You have obviously done your homework. Hopefully, you have encountered herpes.com. This is the best site I am aware of for giving straight information to the general population. I could not improve upon that short of a textbook but shall highlight some of the information here. Hopefully, clarifying and not adding to the confusion.
There are many strains of herpes including those causing chicken pox, shingles, mononucleosis and other diseases not usually considered social stigmas. Herpes is (are) actually a disease of the nervous system although most of them show up on the skin. Between outbreaks, the organism resides in ganglia or nerve bundles. Which ganglion they choose sometimes determines whether we call it cold sores or genital herpes.
HSV-1 and HSV-2 are nearly identical organisms at the level of their DNA. HSV-1 usually sets up housekeeping in a ganglion near the top end of the spine and -2 near the bottom end. This, alone, can determine whether the presenting symptoms are oral or genital. And, yes, there can be cross referral. The big difference then is social – a cold sore is no big deal to those around you but genital herpes means nasty sex has occurred. In fact, there could just be some confused herpes virus that is living the wrong place.
Most of us, as children, were exposed to herpes 1 (the cold sore variety) simply from overly demonstrative adults kissing us. We then develop anti-bodies and future contact is fought off by our own auto-immune symptoms. Some are overwhelmed and cold sores appear from time to time. Your figure of 50-80% exposure is accurate. Even among those of us who do not completely fight it off, our outbreaks are so mild as to not be recognized.

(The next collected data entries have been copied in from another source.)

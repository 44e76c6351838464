use std::collections::BTreeSet;
use std::ops::RangeInclusive;
use std::rc::Rc;

use tablegen_ir::{Rule, MAX_CODE_POINT};

/// A minimal partition of the code-point space into contiguous ranges such
/// that every `CharacterSet` appearing across the compiled rules is a union
/// of whole alphabet ranges. Built from the set's range *boundaries*
/// rather than individual characters, so it stays compact even for large
/// Unicode classes like `\w` or `.`.
#[derive(Debug, Clone)]
pub struct Alphabet {
    ranges: Vec<RangeInclusive<u32>>,
}

impl Alphabet {
    pub fn find_range(&self, c: u32) -> Option<usize> {
        let search = self.ranges.binary_search_by_key(&c, |r| *r.start());
        match search {
            Ok(index) => Some(index),
            Err(index) => {
                if index == 0 {
                    None
                } else if self.ranges[index - 1].contains(&c) {
                    Some(index - 1)
                } else {
                    None
                }
            }
        }
    }

    pub fn ranges(&self) -> &[RangeInclusive<u32>] {
        &self.ranges
    }

    pub fn len(&self) -> usize {
        self.ranges.len()
    }
}

fn collect_breakpoints(rule: &Rule, points: &mut BTreeSet<u32>) {
    match rule {
        Rule::Blank | Rule::Symbol(_) => {}
        Rule::CharacterSet(set) => {
            for &(lo, hi) in set.ranges() {
                points.insert(lo);
                if hi < MAX_CODE_POINT {
                    points.insert(hi + 1);
                }
            }
        }
        Rule::Choice(children) => {
            for child in children {
                collect_breakpoints(child, points);
            }
        }
        Rule::Seq(left, right) => {
            collect_breakpoints(left, points);
            collect_breakpoints(right, points);
        }
        Rule::Repeat(inner) => collect_breakpoints(inner, points),
        Rule::Metadata { rule, .. } => collect_breakpoints(rule, points),
    }
}

/// Builds the minimal alphabet partition covering every character set used
/// across `rules`.
pub fn generate_alphabet<'a, I: IntoIterator<Item = &'a Rc<Rule>>>(rules: I) -> Alphabet {
    let mut points = BTreeSet::new();
    for rule in rules {
        collect_breakpoints(rule, &mut points);
    }
    points.insert(0);
    if MAX_CODE_POINT < u32::MAX {
        points.insert(MAX_CODE_POINT + 1);
    }

    let points: Vec<u32> = points.into_iter().collect();
    let mut ranges = Vec::with_capacity(points.len().saturating_sub(1));
    for window in points.windows(2) {
        ranges.push(window[0]..=(window[1] - 1));
    }
    Alphabet { ranges }
}
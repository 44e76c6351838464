//! DFA-based lex table construction over the rule algebra: partitions the
//! code-point space into a minimal alphabet, compiles every lexical rule
//! into one shared NFA, determinizes it via powerset construction, and
//! resolves same-state accept conflicts by precedence then literal-string
//! preference.

mod alphabet;
mod nfa;
mod table;

pub use alphabet::{generate_alphabet, Alphabet};
pub use nfa::{build_nfa, LexAccept};
pub use table::{build_lex_table, LexState, LexTable, LexTableError};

Genital herpes, the -2 kind, is not usually encountered until later in life when our immune systems are not as strong or are otherwise compromised. Nearly a quarter of us have been exposed. Again, many of us have outbreaks that are so mild as to be unrecognized. It is not unrealistic to find people who go for years with no identifiable outbreak of either form of the disease. We do not even know we “have” it! It is possible to pass it on during these mild outbreaks. Then, we say, we are passing it asymptomatically. That is, we have no symptoms but are passing the virus. In fact, we are symptomatic but at such a low level that no one knows it.
The whole picture is further clouded by “cross-resistance.” There are many studies that indicate children with bad cases of chicken pox are less likely to develop shingles in old age; other studies show the opposite. We know little about developing resistance to one form (-1or -2) giving resistance to the other. Possible, even likely, but we do not know.
The cold sore your g/f contracted “last week” may actually have been contracted when she was an infant! Some other factors allowed it to show up last week. I would not like to be kissed by someone with an obvious cold sore on the lip! Nor would I want to be the kisser. A common characteristic of herpes “patients” is that they are frequently more concerned about others than about their own health!
You two should sit down with one of your family doctors and talk this through. My guess is that there is much less to be concerned about than you think.